It’s only March but already many of us are planning spring pilgrimages to our favorite wineries – our antidote to cabin fever. There is little cabin fever at wineries, however, for winegrowers are in the vineyard, pruning old vines and planting new ones.
“This spring, we’ll replant 600 vines in addition to the 1,300 replanted in 2015,” says Bill Skvarla of Harmony Hill Vineyards in southern Ohio. The vines, he says, will replace those killed by the polar vortex of 2013-2014. Up north, Lee Klingshirn of Klingshirn Winery says the vortex also claimed vines there – all vinifera varieties. “We’ll plant more this spring, probably winter-hardy hybrids,” he says. Skvarla has already switched to hybrids: “Most of the vinifera varieties we’ve tried are too challenging,” he says.

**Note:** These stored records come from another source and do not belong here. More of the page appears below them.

//! Pure view/render functions.
//!
//! Everything here takes `&AppState` by immutable reference and draws to a
//! ratatui frame; no mutation, no side effects. The reducer guarantees the
//! state tuple is internally consistent (selection inside the grid, cursor
//! inside the expression) before every draw.

use kalq_core::plot;
use kalq_core::result::EvalResult;
use ratatui::Frame;
use ratatui::layout::{Alignment, Constraint, Direction, Layout, Rect};
use ratatui::style::{Color, Modifier, Style};
use ratatui::text::{Line, Span};
use ratatui::widgets::{Block, Borders, Clear, Paragraph};
use unicode_width::UnicodeWidthChar;

use crate::state::AppState;

/// Height of the mode indicator line.
const MODE_HEIGHT: u16 = 1;

/// Height of the bordered display area (expression + result).
const DISPLAY_HEIGHT: u16 = 4;

/// Height of the bordered history panel.
const HISTORY_HEIGHT: u16 = 6;

/// Height of the key-hint status line.
const STATUS_HEIGHT: u16 = 1;

/// Vertical screen units per mathematical unit in the plot overlay.
const PLOT_Y_SCALE: f64 = 2.0;

/// Horizontal screen units per mathematical unit in the plot overlay.
const PLOT_X_SCALE: f64 = 2.0;

/// Renders the entire calculator to the frame.
pub fn render(state: &AppState, frame: &mut Frame) {
    let area = frame.area();

    let outer = Block::default()
        .borders(Borders::ALL)
        .border_style(Style::default().fg(Color::DarkGray))
        .title(Line::from(Span::styled(
            " kalq ",
            Style::default().fg(Color::Cyan).add_modifier(Modifier::BOLD),
        )));
    let inner = outer.inner(area);
    frame.render_widget(outer, area);

    if let Some(plot) = &state.plot {
        render_plot(frame, inner, &plot.source);
        return;
    }

    let chunks = Layout::default()
        .direction(Direction::Vertical)
        .constraints(vec![
            Constraint::Length(MODE_HEIGHT),
            Constraint::Length(DISPLAY_HEIGHT),
            Constraint::Min(1),
            Constraint::Length(HISTORY_HEIGHT),
            Constraint::Length(STATUS_HEIGHT),
        ])
        .split(inner);

    render_mode_line(state, frame, chunks[0]);
    render_display(state, frame, chunks[1]);
    render_grid(state, frame, chunks[2]);
    render_history(state, frame, chunks[3]);
    render_status_line(frame, chunks[4]);

    if state.show_help {
        render_help(frame, area);
    }
}

fn render_mode_line(state: &AppState, frame: &mut Frame, area: Rect) {
    let line = Line::from(vec![
        Span::raw(" mode: "),
        Span::styled(
            state.engine.mode.display_name(),
            Style::default().fg(Color::Yellow).add_modifier(Modifier::BOLD),
        ),
        Span::styled("  (j cycles)", Style::default().fg(Color::DarkGray)),
    ]);
    frame.render_widget(Paragraph::new(line), area);
}

fn render_display(state: &AppState, frame: &mut Frame, area: Rect) {
    let block = Block::default()
        .borders(Borders::ALL)
        .border_style(Style::default().fg(Color::DarkGray));
    let body = block.inner(area);
    frame.render_widget(block, area);

    let width = body.width.saturating_sub(2) as usize;
    let expr_line = expression_with_cursor(state, width);

    let result_text = state
        .result
        .as_ref()
        .map(|r| r.to_string())
        .unwrap_or_default();
    let result_style = match &state.result {
        Some(EvalResult::Error(_)) => Style::default().fg(Color::Red),
        _ => Style::default().fg(Color::Green).add_modifier(Modifier::BOLD),
    };
    let result_line = Line::from(vec![
        Span::raw(" = "),
        Span::styled(truncate_to_width(&result_text, width), result_style),
    ]);

    frame.render_widget(Paragraph::new(vec![expr_line, result_line]), body);
}

/// Builds the expression line with a reversed cell marking the cursor.
fn expression_with_cursor(state: &AppState, width: usize) -> Line<'static> {
    let text = state.expr.text();
    let cursor = state.expr.cursor();

    let before: String = text.chars().take(cursor).collect();
    let at: String = text.chars().skip(cursor).take(1).collect();
    let after: String = text.chars().skip(cursor + 1).collect();

    let cursor_cell = if at.is_empty() { " ".to_string() } else { at };

    // Long expressions keep the cursor visible by trimming the head.
    let mut head = before;
    while head.chars().map(|c| c.width().unwrap_or(0)).sum::<usize>() + 2 > width
        && !head.is_empty()
    {
        head.remove(0);
    }

    Line::from(vec![
        Span::raw(" > "),
        Span::raw(head),
        Span::styled(cursor_cell, Style::default().add_modifier(Modifier::REVERSED)),
        Span::raw(truncate_to_width(&after, width)),
    ])
}

fn render_grid(state: &AppState, frame: &mut Frame, area: Rect) {
    let grid = state.engine.mode.grid();

    let mut lines: Vec<Line<'static>> = vec![Line::default()];
    for (row_idx, row) in grid.iter().enumerate() {
        let mut spans: Vec<Span<'static>> = Vec::with_capacity(row.len() * 2);
        for (col_idx, label) in row.iter().enumerate() {
            let selected = state.selection.row == row_idx && state.selection.col == col_idx;
            let cell = if selected {
                Span::styled(
                    format!("[ {label} ]"),
                    Style::default()
                        .add_modifier(Modifier::REVERSED | Modifier::BOLD),
                )
            } else {
                Span::raw(format!("  {label}  "))
            };
            spans.push(cell);
            spans.push(Span::raw(" "));
        }
        lines.push(Line::from(spans));
        lines.push(Line::default());
    }

    let paragraph = Paragraph::new(lines).alignment(Alignment::Center);
    frame.render_widget(paragraph, area);
}

fn render_history(state: &AppState, frame: &mut Frame, area: Rect) {
    let block = Block::default()
        .borders(Borders::ALL)
        .border_style(Style::default().fg(Color::DarkGray))
        .title(Span::styled(
            " history ",
            Style::default().fg(Color::DarkGray),
        ));
    let body = block.inner(area);
    frame.render_widget(block, area);

    let visible = body.height as usize;
    let width = body.width.saturating_sub(2) as usize;
    let lines: Vec<Line<'static>> = state
        .engine
        .history
        .iter()
        .rev()
        .take(visible)
        .rev()
        .map(|entry| {
            let text = format!("{} = {}", entry.expression, entry.display);
            Line::from(Span::raw(format!(" {}", truncate_to_width(&text, width))))
        })
        .collect();

    frame.render_widget(Paragraph::new(lines), body);
}

fn render_status_line(frame: &mut Frame, area: Rect) {
    let spans = vec![
        Span::styled(" h", Style::default().fg(Color::DarkGray)),
        Span::raw(" help  "),
        Span::styled("j", Style::default().fg(Color::DarkGray)),
        Span::raw(" mode  "),
        Span::styled("c", Style::default().fg(Color::DarkGray)),
        Span::raw(" clear  "),
        Span::styled("q", Style::default().fg(Color::DarkGray)),
        Span::raw(" quit"),
    ];
    frame.render_widget(Paragraph::new(Line::from(spans)), area);
}

const HELP_LINES: &[&str] = &[
    "arrows     navigate the button grid",
    "enter/space  press the selected button",
    "0-9 + - * /  type directly into the expression",
    "ctrl+←/→   move the text cursor",
    "home/end   jump to start/end of the expression",
    "backspace  delete before the cursor",
    "h          show this help",
    "j          cycle calculator mode",
    "c / esc    clear expression and result",
    "q          quit",
    "",
    "plot <expr>  then = draws an ascii graph of f(x)",
    "",
    "press any key to close",
];

fn render_help(frame: &mut Frame, area: Rect) {
    let width = (HELP_LINES.iter().map(|l| l.len()).max().unwrap_or(0) as u16 + 4)
        .min(area.width.saturating_sub(4));
    let height = (HELP_LINES.len() as u16 + 2).min(area.height.saturating_sub(2));
    let popup = centered(area, width, height);

    frame.render_widget(Clear, popup);
    let block = Block::default()
        .borders(Borders::ALL)
        .border_style(Style::default().fg(Color::Cyan))
        .title(Span::styled(
            " help ",
            Style::default().fg(Color::Cyan).add_modifier(Modifier::BOLD),
        ));
    let body = block.inner(popup);
    frame.render_widget(block, popup);

    let lines: Vec<Line<'static>> = HELP_LINES
        .iter()
        .map(|l| Line::from(Span::raw(format!(" {l}"))))
        .collect();
    frame.render_widget(Paragraph::new(lines), body);
}

/// Draws the sampled function over axes through the area's midlines.
fn render_plot(frame: &mut Frame, area: Rect, source: &str) {
    let width = area.width as usize;
    let height = area.height.saturating_sub(2) as usize;
    if width < 4 || height < 4 {
        return;
    }

    let half_width = width as f64 / 2.0;
    let x_min = -half_width / PLOT_X_SCALE;
    let x_max = half_width / PLOT_X_SCALE;
    let samples = plot::sample(source, width, x_min, x_max);

    let mid_row = height / 2;
    let mid_col = width / 2;
    let mut cells = vec![vec![' '; width]; height];
    for row in &mut cells {
        row[mid_col] = '|';
    }
    cells[mid_row] = vec!['-'; width];
    cells[mid_row][mid_col] = '+';

    for (col, sample) in samples.iter().enumerate() {
        let Some(y) = sample.y else { continue };
        let screen_y = mid_row as f64 - y * PLOT_Y_SCALE;
        if screen_y >= 0.0 && (screen_y as usize) < height {
            cells[screen_y as usize][col] = '*';
        }
    }

    let mut lines: Vec<Line<'static>> = Vec::with_capacity(height + 2);
    lines.push(Line::from(Span::styled(
        format!("Plot: {source}"),
        Style::default().fg(Color::Cyan).add_modifier(Modifier::BOLD),
    )));
    for row in cells {
        lines.push(Line::from(Span::raw(row.into_iter().collect::<String>())));
    }
    lines.push(Line::from(Span::styled(
        "press any key to return",
        Style::default().fg(Color::DarkGray),
    )));

    frame.render_widget(Paragraph::new(lines), area);
}

fn centered(area: Rect, width: u16, height: u16) -> Rect {
    let x = area.x + (area.width.saturating_sub(width)) / 2;
    let y = area.y + (area.height.saturating_sub(height)) / 2;
    Rect::new(x, y, width, height)
}

fn truncate_to_width(text: &str, max_width: usize) -> String {
    let mut out = String::new();
    let mut used = 0;
    for c in text.chars() {
        let w = c.width().unwrap_or(0);
        if used + w > max_width {
            break;
        }
        used += w;
        out.push(c);
    }
    out
}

In northern vineyards, growers will also remove mounds of soil piled around vines to protect them from winter temperatures, usually colder than elsewhere in the state. And pruning that began mid-February in southern vineyards continues, as northern vineyards begin the same chore.
In the cellar, Skvarla and Klingshirn say their wines will be fine-tuned – cold-stabilized, racked and filtered in preparation for blending and bottling – ready for our winery visits later this spring.